The Canal has had its good times and not-so-good moments recently and at one point there were schools of thirty-and-over stripers feeding on mackerel in the Ditch and anglers lined up around the Scusset fish pier were working out on these lunker-sized bass. But all good things come to an end it seems and lately it's been a matter of catching the occasional solo fish or more likely getting skunked. But before long the migration will turn the Cape Cod Canal into a four-lane-highway for south-bound bass and the banks will be lined with anglers looking to score a fish or two as the stripers depart.

Along the back beaches from Chatham to Truro the late afternoon to evening hours have been productive for keeper size bass. When darkness falls break out the live eels because they draw some of the most vicious hits an angler may experience all season. The waters around Monomoy continue to deliver striped bass action and the lower parts of Pleasant Bay have been productive during the day. That newly-formed cut of Monomoy Island created by last winter's storms has delivered its share of large bass and once the migration gets under way the locals will likely concentrate their striper efforts their as it makes an attractive short-cut for bass heading into Nantucket Sound. Drifting or casting herring chunks is the name of the game there and turn-of-the-tide often brings good results.

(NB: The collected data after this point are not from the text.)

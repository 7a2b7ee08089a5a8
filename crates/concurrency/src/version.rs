//! Optimistic-lock version bumping
//!
//! `VersionGuard` decides whether a root can be bumped and, when it can, asks
//! the collaborator to touch the timestamp attribute. The collaborator turns
//! the touch into an increment-and-compare of the lock counter, so a counter
//! advanced by another committed mediation surfaces as `StaleVersion`.
//!
//! The guard never retries. Whether to re-run the logical transaction is the
//! caller's decision.

use concord_core::{ConcordResult, EntityRef, Persistence, Versioning, VersioningStatus};
use tracing::{debug, trace};

/// Why a bump did nothing
#[derive(Debug, Clone, Copy, PartialEq, Eq)]
pub enum SkipReason {
    /// No versioning attributes declared
    Disabled,
    /// Counter declared without a timestamp: nothing to touch
    CounterWithoutTimestamp,
    /// Timestamp declared without a counter
    TimestampOnly,
    /// The root has no identity to touch
    NoIdentity,
}

/// Result of a bump request
#[derive(Debug, Clone, Copy, PartialEq, Eq)]
pub enum BumpOutcome {
    /// The counter was advanced to `version`
    Bumped {
        /// New counter value
        version: i64,
    },
    /// Nothing was touched
    Skipped(SkipReason),
}

impl BumpOutcome {
    /// Whether a touch happened
    pub fn is_bumped(&self) -> bool {
        matches!(self, BumpOutcome::Bumped { .. })
    }
}

/// Stateless optimistic-lock bumper
#[derive(Debug, Clone, Copy, Default)]
pub struct VersionGuard;

impl VersionGuard {
    /// Whether `versioning` allows a bump at all
    pub fn can_bump(versioning: &Versioning) -> bool {
        versioning.status() == VersioningStatus::Enabled
    }

    /// Bump the root's lock counter inside `txn`
    ///
    /// # Errors
    ///
    /// Propagates `StaleVersion` (and any other collaborator failure) unchanged.
    pub fn bump<P: Persistence>(
        store: &P,
        txn: &mut P::Txn,
        root: &EntityRef,
        versioning: &Versioning,
    ) -> ConcordResult<BumpOutcome> {
        let (lock_attribute, timestamp_attribute) =
            match (versioning.lock_attribute(), versioning.timestamp_attribute()) {
                (Some(lock), Some(ts)) => (lock, ts),
                _ => {
                    let reason = match versioning.status() {
                        VersioningStatus::CounterWithoutTimestamp => {
                            SkipReason::CounterWithoutTimestamp
                        }
                        VersioningStatus::TimestampOnly => SkipReason::TimestampOnly,
                        _ => SkipReason::Disabled,
                    };
                    trace!(target: "concord::mediation", root = %root, ?reason, "Bump skipped");
                    return Ok(BumpOutcome::Skipped(reason));
                }
            };

        let Some(id) = root.id else {
            debug!(target: "concord::mediation", root = %root, "Bump skipped: root has no identity");
            return Ok(BumpOutcome::Skipped(SkipReason::NoIdentity));
        };

        let version = store.touch(txn, &id, lock_attribute, timestamp_attribute)?;
        debug!(target: "concord::mediation", root = %root, version, "Version bumped");
        Ok(BumpOutcome::Bumped { version })
    }
}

There have been some big stripers caught this past week at Billingsgate on tube and worm rigs and that will continue to be the case well into migration time. Folks working the wreck of the old target ship, the James Longstreet, have been doing very well for themselves with black sea bass, fluke and tautog. It's easy enough to find the wreck site; just pick a nice day and look for a cluster of skiffs anchored up in the middle of Cape Cod Bay...odds are, that's it.

The stretch of shoreline from Barnstable Harbor past Sandy Neck Beach and westward toward Sandwich has seen some striper activity over the past week. Popper and needless in the early morning and swimming plugs or jig and plastic combos from dusk into dark has been the way to go. Black sea bass rewarded some bottom fishers near the mouth of Barnstable Harbor and Corporation Beach off the Dennis shore offers keeper size 'tog to anglers equipped with a good supply of green crabs.

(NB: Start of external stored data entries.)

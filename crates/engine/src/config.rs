//! Mediation configuration via `concord.toml`
//!
//! All settings have defaults, so an empty file (or no file) is valid.
//! Registration reads `versioning_policy`; sessions read the rest.

use concord_core::{ConcordError, ConcordResult};
use serde::{Deserialize, Serialize};
use std::path::Path;

/// Conventional config file name
pub const CONFIG_FILE_NAME: &str = "concord.toml";

/// What registration does with a lock counter declared without a timestamp
#[derive(Debug, Clone, Copy, PartialEq, Eq, Default, Serialize, Deserialize)]
#[serde(rename_all = "lowercase")]
pub enum VersioningPolicy {
    /// Log a warning and record a diagnostic; the bump stays a no-op
    #[default]
    Warn,
    /// Reject the registration
    Deny,
    /// Accept silently
    Off,
}

/// Mediation configuration
///
/// # Example
///
/// ```toml
/// versioning_policy = "warn"
/// strict_registration = false
/// max_nesting_depth = 64
/// ```
#[derive(Debug, Clone, PartialEq, Eq, Serialize, Deserialize)]
pub struct MediationConfig {
    /// Handling of counter-without-timestamp declarations
    #[serde(default)]
    pub versioning_policy: VersioningPolicy,
    /// Reject saves of unregistered entity types
    #[serde(default)]
    pub strict_registration: bool,
    /// Maximum depth of nested saves on one session
    #[serde(default = "default_max_nesting_depth")]
    pub max_nesting_depth: usize,
}

fn default_max_nesting_depth() -> usize {
    64
}

impl Default for MediationConfig {
    fn default() -> Self {
        Self {
            versioning_policy: VersioningPolicy::default(),
            strict_registration: false,
            max_nesting_depth: default_max_nesting_depth(),
        }
    }
}

impl MediationConfig {
    /// Returns the default config file content with comments.
    pub fn default_toml() -> &'static str {
        r#"# Concord mediation configuration
#
# Lock counter declared without a timestamp attribute:
#   "warn" (default) = log and record a registration diagnostic
#   "deny"           = fail registration
#   "off"            = accept silently
versioning_policy = "warn"

# Reject saves of entity types that were never registered (default: false).
# When false they are mediated as their own root with no phases.
strict_registration = false

# Maximum depth of nested saves within one session (default: 64)
max_nesting_depth = 64
"#
    }

    /// Parse config from TOML text
    ///
    /// # Errors
    ///
    /// Returns `InvalidInput` on malformed TOML or invalid values.
    pub fn from_toml_str(content: &str) -> ConcordResult<Self> {
        let config: MediationConfig = toml::from_str(content)
            .map_err(|e| ConcordError::invalid_input(format!("Failed to parse config: {}", e)))?;
        config.validate()?;
        Ok(config)
    }

    /// Read and parse config from a file path.
    ///
    /// # Errors
    ///
    /// Returns an error if the file cannot be read or parsed.
    pub fn from_file(path: &Path) -> ConcordResult<Self> {
        let content = std::fs::read_to_string(path).map_err(|e| {
            ConcordError::internal(format!(
                "Failed to read config file '{}': {}",
                path.display(),
                e
            ))
        })?;
        Self::from_toml_str(&content).map_err(|e| match e {
            ConcordError::InvalidInput(msg) => {
                ConcordError::invalid_input(format!("{} ({})", msg, path.display()))
            }
            other => other,
        })
    }

    /// Write the default config file if it does not already exist.
    pub fn write_default_if_missing(path: &Path) -> ConcordResult<()> {
        if !path.exists() {
            std::fs::write(path, Self::default_toml()).map_err(|e| {
                ConcordError::internal(format!(
                    "Failed to write default config file '{}': {}",
                    path.display(),
                    e
                ))
            })?;
        }
        Ok(())
    }

    fn validate(&self) -> ConcordResult<()> {
        if self.max_nesting_depth == 0 {
            return Err(ConcordError::invalid_input(
                "max_nesting_depth must be at least 1",
            ));
        }
        Ok(())
    }
}
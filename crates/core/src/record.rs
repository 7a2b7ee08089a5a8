//! Persistent entity records
//!
//! A `Record` is the unit the persistence collaborator reads and writes: a
//! declared type, an identity, and a map of named attributes.

use crate::types::{EntityId, EntityRef, EntityType};
use crate::value::Value;
use std::collections::BTreeMap;

/// An entity instance
#[derive(Debug, Clone, PartialEq)]
pub struct Record {
    entity_type: EntityType,
    id: Option<EntityId>,
    attrs: BTreeMap<String, Value>,
}

impl Record {
    /// Create a record with a fresh identity
    pub fn new(entity_type: EntityType) -> Self {
        Self::with_id(entity_type, EntityId::new())
    }

    /// Create a record with a known identity
    pub fn with_id(entity_type: EntityType, id: EntityId) -> Self {
        Self {
            entity_type,
            id: Some(id),
            attrs: BTreeMap::new(),
        }
    }

    /// Create a record that has no identity yet
    ///
    /// The collaborator assigns one on the first save.
    pub fn unsaved(entity_type: EntityType) -> Self {
        Self {
            entity_type,
            id: None,
            attrs: BTreeMap::new(),
        }
    }

    /// Declared type
    pub fn entity_type(&self) -> EntityType {
        self.entity_type
    }

    /// Identity, if assigned
    pub fn id(&self) -> Option<EntityId> {
        self.id
    }

    /// Handle for this record
    pub fn entity_ref(&self) -> EntityRef {
        EntityRef {
            entity_type: self.entity_type,
            id: self.id,
        }
    }

    /// Assign a fresh identity unless one is already present; returns it
    pub fn ensure_id(&mut self) -> EntityId {
        *self.id.get_or_insert_with(EntityId::new)
    }

    /// Builder-style attribute assignment
    pub fn with(mut self, attr: &str, value: impl Into<Value>) -> Self {
        self.set(attr, value);
        self
    }

    /// Set an attribute, returning the previous value
    pub fn set(&mut self, attr: &str, value: impl Into<Value>) -> Option<Value> {
        self.attrs.insert(attr.to_string(), value.into())
    }

    /// Remove an attribute
    pub fn remove(&mut self, attr: &str) -> Option<Value> {
        self.attrs.remove(attr)
    }

    /// Read an attribute
    pub fn get(&self, attr: &str) -> Option<&Value> {
        self.attrs.get(attr)
    }

    /// Read an `Int` attribute
    pub fn int(&self, attr: &str) -> Option<i64> {
        self.get(attr).and_then(Value::as_int)
    }

    /// Read a `Ref` attribute
    pub fn reference(&self, attr: &str) -> Option<EntityId> {
        self.get(attr).and_then(Value::as_ref_id)
    }

    /// Iterate attributes in name order
    pub fn attrs(&self) -> impl Iterator<Item = (&str, &Value)> {
        self.attrs.iter().map(|(k, v)| (k.as_str(), v))
    }
}
use crate::domain::mapper::CommandTransport;
use crate::domain::models::ConnectionStatus;
use anyhow::Result;
use std::io::Write;
use std::net::TcpStream;
use std::time::Duration;
use tracing::{info, warn};

const CONNECT_TIMEOUT: Duration = Duration::from_secs(5);

/// Command stream over TCP. Stands in for the serial byte stream of the
/// robot's session layer: fixed 3-byte frames, no framing, no acks.
pub struct TcpCommandTransport {
    addr: String,
    stream: Option<TcpStream>,
    status: ConnectionStatus,
}

impl TcpCommandTransport {
    /// Attempt to connect to the peer. Connection failure degrades to a
    /// disconnected transport rather than an error; command writes stay
    /// suppressed until `reconnect` succeeds.
    pub fn connect(addr: &str) -> Self {
        let mut transport = Self {
            addr: addr.to_string(),
            stream: None,
            status: ConnectionStatus::Disconnected,
        };
        transport.reconnect();
        transport
    }

    pub fn reconnect(&mut self) {
        self.status = ConnectionStatus::Connecting;
        info!("connecting to command peer at {}", self.addr);

        let resolved = match std::net::ToSocketAddrs::to_socket_addrs(&self.addr) {
            Ok(mut addrs) => addrs.next(),
            Err(e) => {
                warn!("cannot resolve {}: {}", self.addr, e);
                None
            }
        };

        match resolved.map(|a| TcpStream::connect_timeout(&a, CONNECT_TIMEOUT)) {
            Some(Ok(stream)) => {
                let _ = stream.set_nodelay(true);
                info!("connected to command peer");
                self.stream = Some(stream);
                self.status = ConnectionStatus::Connected;
            }
            Some(Err(e)) => {
                warn!("connection to {} failed: {}", self.addr, e);
                self.stream = None;
                self.status = ConnectionStatus::Disconnected;
            }
            None => {
                self.stream = None;
                self.status = ConnectionStatus::Disconnected;
            }
        }
    }

    pub fn disconnect(&mut self) {
        if self.stream.take().is_some() {
            info!("disconnected from command peer");
        }
        self.status = ConnectionStatus::Disconnected;
    }
}

impl CommandTransport for TcpCommandTransport {
    fn status(&self) -> ConnectionStatus {
        self.status
    }

    fn write_frame(&mut self, frame: &[u8]) -> Result<()> {
        let Some(stream) = self.stream.as_mut() else {
            anyhow::bail!("not connected");
        };
        if let Err(e) = stream.write_all(frame) {
            // A broken pipe drops the session; the caller sees the status
            // change and suppresses further writes.
            self.disconnect();
            return Err(e.into());
        }
        Ok(())
    }
}

/// Transport used when no peer address is configured: always "connected",
/// frames go to the log instead of a socket.
#[derive(Debug, Default)]
pub struct ConsoleTransport;

impl CommandTransport for ConsoleTransport {
    fn status(&self) -> ConnectionStatus {
        ConnectionStatus::Connected
    }

    fn write_frame(&mut self, frame: &[u8]) -> Result<()> {
        info!("command frame: {}", String::from_utf8_lossy(frame));
        Ok(())
    }
}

Bluefish and stripers continue to show up around Race Point and down toward Herring Cove with blues the predominant presence although the striper bite at first light has been pretty consistent and rewarding for early arriving anglers. There's still some bluefin action off to the east of the Cape and out in the canyons the yellowfin can make or break a trip depending on an angler's luck on any given day.

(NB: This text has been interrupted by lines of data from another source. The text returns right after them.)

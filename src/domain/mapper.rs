//! Maps filtered acceleration to directional commands under hysteresis.

use crate::domain::models::{ConnectionStatus, DirectionCommand, HighlightIntent, Vector3};
use crate::domain::settings::CommandThreshold;
use tracing::{debug, warn};

/// The original control scheme maps positive x tilt to Left, not Right.
/// Kept behind a constant so a confirmed correction is a one-line change.
pub const POSITIVE_X_MAPS_TO_LEFT: bool = true;

/// Outgoing command stream at the session boundary. Implemented by the
/// transport layer; writes are only attempted while `Connected`.
pub trait CommandTransport: Send {
    fn status(&self) -> ConnectionStatus;
    fn write_frame(&mut self, frame: &[u8]) -> anyhow::Result<()>;
}

pub struct OrientationCommandMapper {
    transport: Box<dyn CommandTransport>,
    threshold: CommandThreshold,
}

impl OrientationCommandMapper {
    pub fn new(transport: Box<dyn CommandTransport>, threshold: CommandThreshold) -> Self {
        Self {
            transport,
            threshold,
        }
    }

    pub fn connection_status(&self) -> ConnectionStatus {
        self.transport.status()
    }

    /// Evaluate one filtered acceleration sample.
    ///
    /// Level-triggered: every sample held past the trigger threshold
    /// re-sends its command; there is no latching across samples. Each
    /// direction always yields a highlight intent, active or clear, so the
    /// display tracks the signal even while disconnected.
    pub fn process(&mut self, vector: Vector3) -> Vec<HighlightIntent> {
        if !vector.is_finite() {
            warn!("discarding malformed acceleration sample: {vector:?}");
            return Vec::new();
        }

        let mut intents = Vec::with_capacity(4);
        for (direction, active) in self.evaluate(vector) {
            if active {
                self.send_command(direction);
            }
            intents.push(HighlightIntent { direction, active });
        }
        intents
    }

    fn evaluate(&self, v: Vector3) -> [(DirectionCommand, bool); 4] {
        let t = self.threshold.trigger_threshold;
        let (pos_x, neg_x) = if POSITIVE_X_MAPS_TO_LEFT {
            (DirectionCommand::Left, DirectionCommand::Right)
        } else {
            (DirectionCommand::Right, DirectionCommand::Left)
        };

        // Inside the neutral zone nothing can be active; the threshold
        // invariant guarantees trigger > neutral.
        if v.x.abs() <= self.threshold.neutral_zone && v.y.abs() <= self.threshold.neutral_zone {
            return [
                (DirectionCommand::Forward, false),
                (DirectionCommand::Backward, false),
                (pos_x, false),
                (neg_x, false),
            ];
        }

        [
            (DirectionCommand::Forward, v.y <= -t),
            (DirectionCommand::Backward, v.y >= t),
            (pos_x, v.x >= t),
            (neg_x, v.x <= -t),
        ]
    }

    fn send_command(&mut self, direction: DirectionCommand) {
        // Session not connected: suppress the write, not an error.
        if self.transport.status() != ConnectionStatus::Connected {
            debug!("suppressing {direction:?} command, session not connected");
            return;
        }
        let frame = direction.wire_frame();
        if let Err(e) = self.transport.write_frame(&frame) {
            warn!("failed to write {direction:?} command frame: {e}");
        }
    }
}

#[cfg(test)]
mod tests {
    use super::*;
    use std::sync::{Arc, Mutex};

    struct RecordingTransport {
        frames: Arc<Mutex<Vec<Vec<u8>>>>,
        status: ConnectionStatus,
    }

    impl CommandTransport for RecordingTransport {
        fn status(&self) -> ConnectionStatus {
            self.status
        }

        fn write_frame(&mut self, frame: &[u8]) -> anyhow::Result<()> {
            self.frames.lock().unwrap().push(frame.to_vec());
            Ok(())
        }
    }

    fn mapper_with_status(
        status: ConnectionStatus,
    ) -> (OrientationCommandMapper, Arc<Mutex<Vec<Vec<u8>>>>) {
        let frames = Arc::new(Mutex::new(Vec::new()));
        let transport = RecordingTransport {
            frames: frames.clone(),
            status,
        };
        (
            OrientationCommandMapper::new(Box::new(transport), CommandThreshold::default()),
            frames,
        )
    }

    fn active_directions(intents: &[HighlightIntent]) -> Vec<DirectionCommand> {
        intents
            .iter()
            .filter(|i| i.active)
            .map(|i| i.direction)
            .collect()
    }

    #[test]
    fn test_positive_x_maps_to_left() {
        let (mut mapper, frames) = mapper_with_status(ConnectionStatus::Connected);
        let intents = mapper.process(Vector3::new(0.2, 0.0, 0.0));
        assert_eq!(active_directions(&intents), vec![DirectionCommand::Left]);
        assert_eq!(frames.lock().unwrap().as_slice(), &[b"HML".to_vec()]);
    }

    #[test]
    fn test_negative_y_maps_to_forward() {
        let (mut mapper, frames) = mapper_with_status(ConnectionStatus::Connected);
        let intents = mapper.process(Vector3::new(0.0, -0.2, 0.0));
        assert_eq!(active_directions(&intents), vec![DirectionCommand::Forward]);
        assert_eq!(frames.lock().unwrap().as_slice(), &[b"HMF".to_vec()]);
    }

    #[test]
    fn test_neutral_zone_emits_nothing() {
        let (mut mapper, frames) = mapper_with_status(ConnectionStatus::Connected);
        let intents = mapper.process(Vector3::new(0.05, 0.05, 0.0));
        assert!(active_directions(&intents).is_empty());
        assert!(frames.lock().unwrap().is_empty());
        // Clear intents still cover all four directions.
        assert_eq!(intents.len(), 4);
    }

    #[test]
    fn test_level_triggered_resend() {
        let (mut mapper, frames) = mapper_with_status(ConnectionStatus::Connected);
        let held = Vector3::new(0.0, 0.3, 0.0);
        mapper.process(held);
        mapper.process(held);
        mapper.process(held);
        let frames = frames.lock().unwrap();
        assert_eq!(frames.len(), 3);
        assert!(frames.iter().all(|f| f == b"HMB"));
    }

    #[test]
    fn test_disconnected_suppresses_writes() {
        for status in [ConnectionStatus::Disconnected, ConnectionStatus::Connecting] {
            let (mut mapper, frames) = mapper_with_status(status);
            let intents = mapper.process(Vector3::new(-0.5, 0.0, 0.0));
            // Highlights still fire; only the wire write is suppressed.
            assert_eq!(active_directions(&intents), vec![DirectionCommand::Right]);
            assert!(frames.lock().unwrap().is_empty());
        }
    }

    #[test]
    fn test_diagonal_activates_two_directions() {
        let (mut mapper, frames) = mapper_with_status(ConnectionStatus::Connected);
        let intents = mapper.process(Vector3::new(0.2, -0.2, 0.0));
        assert_eq!(
            active_directions(&intents),
            vec![DirectionCommand::Forward, DirectionCommand::Left]
        );
        assert_eq!(frames.lock().unwrap().len(), 2);
    }

    #[test]
    fn test_threshold_boundary_is_inclusive() {
        let (mut mapper, _) = mapper_with_status(ConnectionStatus::Connected);
        let intents = mapper.process(Vector3::new(0.0, 0.10, 0.0));
        assert_eq!(active_directions(&intents), vec![DirectionCommand::Backward]);
    }

    #[test]
    fn test_malformed_sample_discarded() {
        let (mut mapper, frames) = mapper_with_status(ConnectionStatus::Connected);
        let intents = mapper.process(Vector3::new(f32::NAN, 5.0, 0.0));
        assert!(intents.is_empty());
        assert!(frames.lock().unwrap().is_empty());
    }
}
//! Sensor sources feeding the sampling worker.

use crate::domain::models::{RawSample, SensorKind, Vector3};
use crate::domain::monitor::SensorSource;
use std::collections::HashMap;
use std::sync::atomic::{AtomicBool, Ordering};
use std::sync::{Arc, Mutex};
use std::thread::JoinHandle;
use std::time::{Duration, Instant};
use tokio::sync::mpsc;
use tracing::{debug, info};

/// Sample period of the generator thread; tens of Hz, matching the "UI"
/// sensor delay class of the handset platform.
const SAMPLE_PERIOD: Duration = Duration::from_millis(20);

/// A deterministic stand-in for the handset's IMU: slow sinusoidal tilt on
/// both horizontal axes plus matching angular rates, generated on its own
/// thread. Used by the demo binary; real deployments plug in a platform
/// source behind the same trait.
pub struct SyntheticSensorSource {
    shared: Arc<SharedState>,
    generator: Option<JoinHandle<()>>,
}

struct SharedState {
    listeners: Mutex<HashMap<SensorKind, mpsc::UnboundedSender<RawSample>>>,
    running: AtomicBool,
}

impl SyntheticSensorSource {
    pub fn spawn() -> Self {
        let shared = Arc::new(SharedState {
            listeners: Mutex::new(HashMap::new()),
            running: AtomicBool::new(true),
        });

        let state = Arc::clone(&shared);
        let generator = std::thread::Builder::new()
            .name("synthetic-sensors".to_string())
            .spawn(move || {
                info!("synthetic sensor generator running");
                let started = Instant::now();
                while state.running.load(Ordering::Relaxed) {
                    let elapsed = started.elapsed();
                    let t = elapsed.as_secs_f32();
                    let timestamp_ns = elapsed.as_nanos() as i64;

                    // Tilt swings of ~0.4 g peak, slow enough that the
                    // low-pass filter tracks gravity.
                    let accel = Vector3::new(
                        4.0 * (0.40 * t).sin(),
                        4.0 * (0.25 * t).sin(),
                        9.81,
                    );
                    let gyro = Vector3::new(
                        0.3 * (0.40 * t).cos(),
                        0.3 * (0.25 * t).cos(),
                        0.1 * (0.10 * t).sin(),
                    );

                    state.publish(SensorKind::Accelerometer, accel, timestamp_ns);
                    state.publish(SensorKind::Gyroscope, gyro, timestamp_ns);
                    std::thread::sleep(SAMPLE_PERIOD);
                }
                debug!("synthetic sensor generator exiting");
            })
            .expect("Failed to spawn synthetic sensor thread");

        Self {
            shared,
            generator: Some(generator),
        }
    }
}

impl SharedState {
    fn publish(&self, kind: SensorKind, vector: Vector3, timestamp_ns: i64) {
        if let Some(tx) = self.listeners.lock().unwrap().get(&kind) {
            // A closed listener is a stale subscription; the worker that
            // owned it unregisters on its way out.
            let _ = tx.send(RawSample {
                kind,
                vector,
                timestamp_ns,
            });
        }
    }
}

impl SensorSource for SyntheticSensorSource {
    fn subscribe(&self, kind: SensorKind, listener: mpsc::UnboundedSender<RawSample>) {
        self.shared.listeners.lock().unwrap().insert(kind, listener);
    }

    fn unsubscribe(&self, kind: SensorKind) {
        self.shared.listeners.lock().unwrap().remove(&kind);
    }
}

impl Drop for SyntheticSensorSource {
    fn drop(&mut self) {
        self.shared.running.store(false, Ordering::Relaxed);
        if let Some(handle) = self.generator.take() {
            let _ = handle.join();
        }
    }
}

#[cfg(test)]
mod tests {
    use super::*;

    #[test]
    fn test_subscribed_stream_produces_samples() {
        let source = SyntheticSensorSource::spawn();
        let (tx, mut rx) = mpsc::unbounded_channel();
        source.subscribe(SensorKind::Accelerometer, tx);

        std::thread::sleep(Duration::from_millis(150));
        let sample = rx.try_recv().expect("no accel samples");
        assert_eq!(sample.kind, SensorKind::Accelerometer);
        assert!(sample.vector.is_finite());
    }

    #[test]
    fn test_unsubscribe_stops_stream() {
        let source = SyntheticSensorSource::spawn();
        let (tx, mut rx) = mpsc::unbounded_channel();
        source.subscribe(SensorKind::Gyroscope, tx);
        std::thread::sleep(Duration::from_millis(100));

        source.unsubscribe(SensorKind::Gyroscope);
        // Repeated unsubscribe is a no-op.
        source.unsubscribe(SensorKind::Gyroscope);

        while rx.try_recv().is_ok() {}
        std::thread::sleep(Duration::from_millis(100));
        assert!(rx.try_recv().is_err());
    }

    #[test]
    fn test_timestamps_are_monotonic() {
        let source = SyntheticSensorSource::spawn();
        let (tx, mut rx) = mpsc::unbounded_channel();
        source.subscribe(SensorKind::Gyroscope, tx);
        std::thread::sleep(Duration::from_millis(200));

        let mut last = i64::MIN;
        let mut seen = 0;
        while let Ok(sample) = rx.try_recv() {
            assert!(sample.timestamp_ns > last);
            last = sample.timestamp_ns;
            seen += 1;
        }
        assert!(seen >= 2);
    }
}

The rips around Nantucket hold the mix of large blues and bass that make fall fishing an exciting proposition...sometimes a little too exciting when the weather ratchets up the ante out there in the open ocean, small boats take notice. We've been very lucky so far with the weather in terms of storms and hurricane season. But there's still time for a bit of excitement to blow in from Africa and points east. It's Big Water out there and pays a skipper to keep a sharp eye out; we like to see all the boats that went out make it back.

The Red Sox clinched a playoff spot with their win last night and can clinch the division with another tonight. They feature a genuinely talented pitching staff these days and it's rounding into shape with everyone about as healthy as they've been all season. This could be another World Series year for Jonny Gomes and the rest of the bearded lads and that would make it one helluva October in New England, wouldn't it?

September 06, 2013

Watch Out For Bullwinkle

by Jerry Vovcsko

September typically brings the first hint of fall our way, maple leaves show the first coloring of fall foliage and the oaks and birches won't be far behind. Cape Cod anglers feel a surge of excitement knowing that the legendary fall migration lurks just around the corner, an event some see as the time when striper fishing is at a pinnacle in Cape waters.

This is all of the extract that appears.